(Collected data entries)
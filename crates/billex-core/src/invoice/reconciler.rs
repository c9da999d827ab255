//! Amount reconciliation: final amount, tax and taxable base.
//!
//! All money-looking tokens are collected, collapsed by value and ranked.
//! The largest is the final amount. The tax candidate is the next one down
//! (lenient mode) or the best footer-band value inside the plausibility range
//! (strict mode). Tax is assumed to be split evenly into two parts, so the
//! total tax is twice the candidate and the taxable base is what remains.

use std::collections::BTreeSet;

use rust_decimal::Decimal;
use tracing::debug;

use crate::models::config::{ExtractionConfig, ReconcileMode};
use crate::models::line::TextLine;

use super::rules::{extract_candidates, CandidateAmount};

/// Reconciled amounts. Tax, total tax and taxable base are known together or not at all.
#[derive(Debug, Clone, Default, PartialEq)]
pub struct AmountSummary {
    /// Largest amount in the document.
    pub final_amount: Option<Decimal>,
    /// One half of the tax (each of the two symmetric parts).
    pub tax_amount: Option<Decimal>,
    /// Both tax parts together.
    pub total_tax: Option<Decimal>,
    /// Final amount minus total tax.
    pub taxable_amount: Option<Decimal>,
    /// Every candidate found, before deduplication, in document order.
    pub candidates: Vec<CandidateAmount>,
}

/// Ranks amount candidates into final amount, tax and taxable base.
#[derive(Debug, Clone)]
pub struct AmountReconciler {
    mode: ReconcileMode,
    footer_start_fraction: f64,
    tax_min: Decimal,
    tax_max: Decimal,
    known_tax_amounts: Vec<Decimal>,
}

impl AmountReconciler {
    /// Lenient reconciler with default bands.
    pub fn new() -> Self {
        Self::from_config(&ExtractionConfig::default())
    }

    pub fn from_config(config: &ExtractionConfig) -> Self {
        Self {
            mode: config.reconcile_mode,
            footer_start_fraction: config.footer_start_fraction,
            tax_min: config.tax_min,
            tax_max: config.tax_max,
            known_tax_amounts: Vec::new(),
        }
    }

    pub fn with_mode(mut self, mode: ReconcileMode) -> Self {
        self.mode = mode;
        self
    }

    /// Tax values known in advance; a footer candidate equal to one wins in strict mode.
    pub fn with_known_tax_amounts(mut self, amounts: Vec<Decimal>) -> Self {
        self.known_tax_amounts = amounts;
        self
    }

    pub fn reconcile(&self, lines: &[TextLine]) -> AmountSummary {
        let candidates = extract_candidates(lines);
        let distinct = distinct_values(&candidates);

        let final_amount = distinct.last().copied();
        let tax_amount = match self.mode {
            ReconcileMode::Lenient => distinct.iter().rev().nth(1).copied(),
            ReconcileMode::Strict => final_amount.and_then(|f| self.strict_tax(lines, &candidates, f)),
        };

        let split = match (final_amount, tax_amount) {
            (Some(f), Some(t)) => split_tax(f, t),
            _ => None,
        };
        if tax_amount.is_some() && split.is_none() {
            debug!("Tax split overflowed for {:?}, leaving tax fields unknown", tax_amount);
        }
        let (tax_amount, total_tax, taxable_amount) = match split {
            Some((tax, total, taxable)) => (Some(tax), Some(total), Some(taxable)),
            None => (None, None, None),
        };

        debug!(
            "Reconciled {} candidates ({} distinct): final={:?} tax={:?}",
            candidates.len(),
            distinct.len(),
            final_amount,
            tax_amount
        );

        AmountSummary {
            final_amount,
            tax_amount,
            total_tax,
            taxable_amount,
            candidates,
        }
    }

    fn strict_tax(
        &self,
        lines: &[TextLine],
        candidates: &[CandidateAmount],
        final_amount: Decimal,
    ) -> Option<Decimal> {
        let footer: BTreeSet<usize> = footer_band(lines, self.footer_start_fraction)
            .iter()
            .map(|l| l.index)
            .collect();

        let eligible: BTreeSet<Decimal> = candidates
            .iter()
            .filter(|c| footer.contains(&c.line))
            .map(|c| c.value)
            .filter(|v| *v != final_amount)
            .filter(|v| *v >= self.tax_min && *v <= self.tax_max)
            .collect();

        eligible
            .iter()
            .find(|v| self.known_tax_amounts.contains(v))
            .or_else(|| eligible.last())
            .copied()
    }
}

impl Default for AmountReconciler {
    fn default() -> Self {
        Self::new()
    }
}

/// Lenient reconciliation with default settings.
pub fn reconcile(lines: &[TextLine]) -> AmountSummary {
    AmountReconciler::new().reconcile(lines)
}

/// Trailing part of the document where totals and tax lines usually sit.
///
/// This is a positional heuristic, not footer detection: the band starts at
/// `ceil(len * fraction)` of the cleaned line sequence.
pub fn footer_band(lines: &[TextLine], fraction: f64) -> &[TextLine] {
    let fraction = fraction.clamp(0.0, 1.0);
    let start = (lines.len() as f64 * fraction).ceil() as usize;
    &lines[start.min(lines.len())..]
}

// Tax, total tax and taxable base, or nothing when the arithmetic overflows.
fn split_tax(final_amount: Decimal, tax: Decimal) -> Option<(Decimal, Decimal, Decimal)> {
    let total = tax.checked_mul(Decimal::from(2))?;
    let taxable = final_amount.checked_sub(total)?;
    Some((tax, total, taxable))
}

fn distinct_values(candidates: &[CandidateAmount]) -> Vec<Decimal> {
    candidates
        .iter()
        .map(|c| c.value)
        .collect::<BTreeSet<_>>()
        .into_iter()
        .collect()
}

#[cfg(test)]
mod tests {
    use super::*;
    use pretty_assertions::assert_eq;

    fn dec(s: &str) -> Decimal {
        s.parse().unwrap()
    }

    #[test]
    fn test_two_amounts() {
        let lines = TextLine::from_strs(&["Taxable 1,000.00", "Total 1,200.00"]);
        let summary = reconcile(&lines);

        assert_eq!(summary.final_amount, Some(dec("1200.00")));
        assert_eq!(summary.tax_amount, Some(dec("1000.00")));
        assert_eq!(summary.total_tax, Some(dec("2000.00")));
        assert_eq!(summary.taxable_amount, Some(dec("-800.00")));
    }

    #[test]
    fn test_single_amount() {
        let summary = reconcile(&TextLine::from_strs(&["Total 1,200.00"]));

        assert_eq!(summary.final_amount, Some(dec("1200.00")));
        assert_eq!(summary.tax_amount, None);
        assert_eq!(summary.total_tax, None);
        assert_eq!(summary.taxable_amount, None);
    }

    #[test]
    fn test_no_amounts() {
        let summary = reconcile(&TextLine::from_strs(&["Milk 40"]));
        assert_eq!(summary, AmountSummary::default());
    }

    #[test]
    fn test_repeated_total_is_not_a_tax_line() {
        let lines = TextLine::from_strs(&["Total 1,180.00", "Amount 1,180.00", "Paid 1180.00"]);
        let summary = reconcile(&lines);

        assert_eq!(summary.final_amount, Some(dec("1180")));
        assert_eq!(summary.tax_amount, None);
        assert_eq!(summary.candidates.len(), 3);
    }

    #[test]
    fn test_tax_split() {
        let lines = TextLine::from_strs(&[
            "Widget 1,000.00",
            "CGST 90.00",
            "SGST 90.00",
            "Total 1,180.00",
        ]);
        let summary = reconcile(&lines);

        assert_eq!(summary.tax_amount, Some(dec("1000.00")));

        let strict = AmountReconciler::new().with_mode(ReconcileMode::Strict);
        let summary = strict.reconcile(&lines);
        assert_eq!(summary.final_amount, Some(dec("1180.00")));
        assert_eq!(summary.tax_amount, Some(dec("90.00")));
        assert_eq!(summary.total_tax, Some(dec("180.00")));
        assert_eq!(summary.taxable_amount, Some(dec("1000.00")));
    }

    #[test]
    fn test_strict_prefers_known_tax_amount() {
        let lines = TextLine::from_strs(&[
            "Header",
            "Item 500.00",
            "Round off 0.40",
            "CGST 45.00",
            "Freight 150.00",
            "Total 590.00",
        ]);
        let reconciler = AmountReconciler::new().with_mode(ReconcileMode::Strict);
        assert_eq!(reconciler.reconcile(&lines).tax_amount, Some(dec("150.00")));

        let reconciler = reconciler.with_known_tax_amounts(vec![dec("45")]);
        assert_eq!(reconciler.reconcile(&lines).tax_amount, Some(dec("45.00")));
    }

    #[test]
    fn test_strict_plausibility_band() {
        let lines = TextLine::from_strs(&["Item 500.00", "Header", "Round off 0.40", "Total 500.40"]);
        let reconciler = AmountReconciler::new().with_mode(ReconcileMode::Strict);

        assert_eq!(reconciler.reconcile(&lines).tax_amount, None);
    }

    #[test]
    fn test_huge_amounts_leave_tax_unknown() {
        let lines = TextLine::from_strs(&[
            "Barcode 50000000000000000000000000000.00",
            "Ref 60000000000000000000000000000.00",
        ]);
        let summary = reconcile(&lines);

        assert_eq!(summary.final_amount, Some(dec("60000000000000000000000000000")));
        assert_eq!(summary.tax_amount, None);
        assert_eq!(summary.total_tax, None);
        assert_eq!(summary.taxable_amount, None);
        assert_eq!(summary.candidates.len(), 2);
    }

    #[test]
    fn test_footer_band() {
        let lines = TextLine::from_strs(&["a", "b", "c", "d", "e"]);

        assert_eq!(footer_band(&lines, 0.5).len(), 2);
        assert_eq!(footer_band(&lines, 0.0).len(), 5);
        assert!(footer_band(&lines, 1.0).is_empty());
        assert!(footer_band(&[], 0.5).is_empty());
    }
}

> _THE TASK_: In the entries above, which lines hold the word "AmountSummary"? Copy them out.

> _RESULT OF THE TASK_:
pub struct AmountSummary {
    pub fn reconcile(&self, lines: &[TextLine]) -> AmountSummary {
        AmountSummary {
pub fn reconcile(lines: &[TextLine]) -> AmountSummary {
        assert_eq!(summary, AmountSummary::default());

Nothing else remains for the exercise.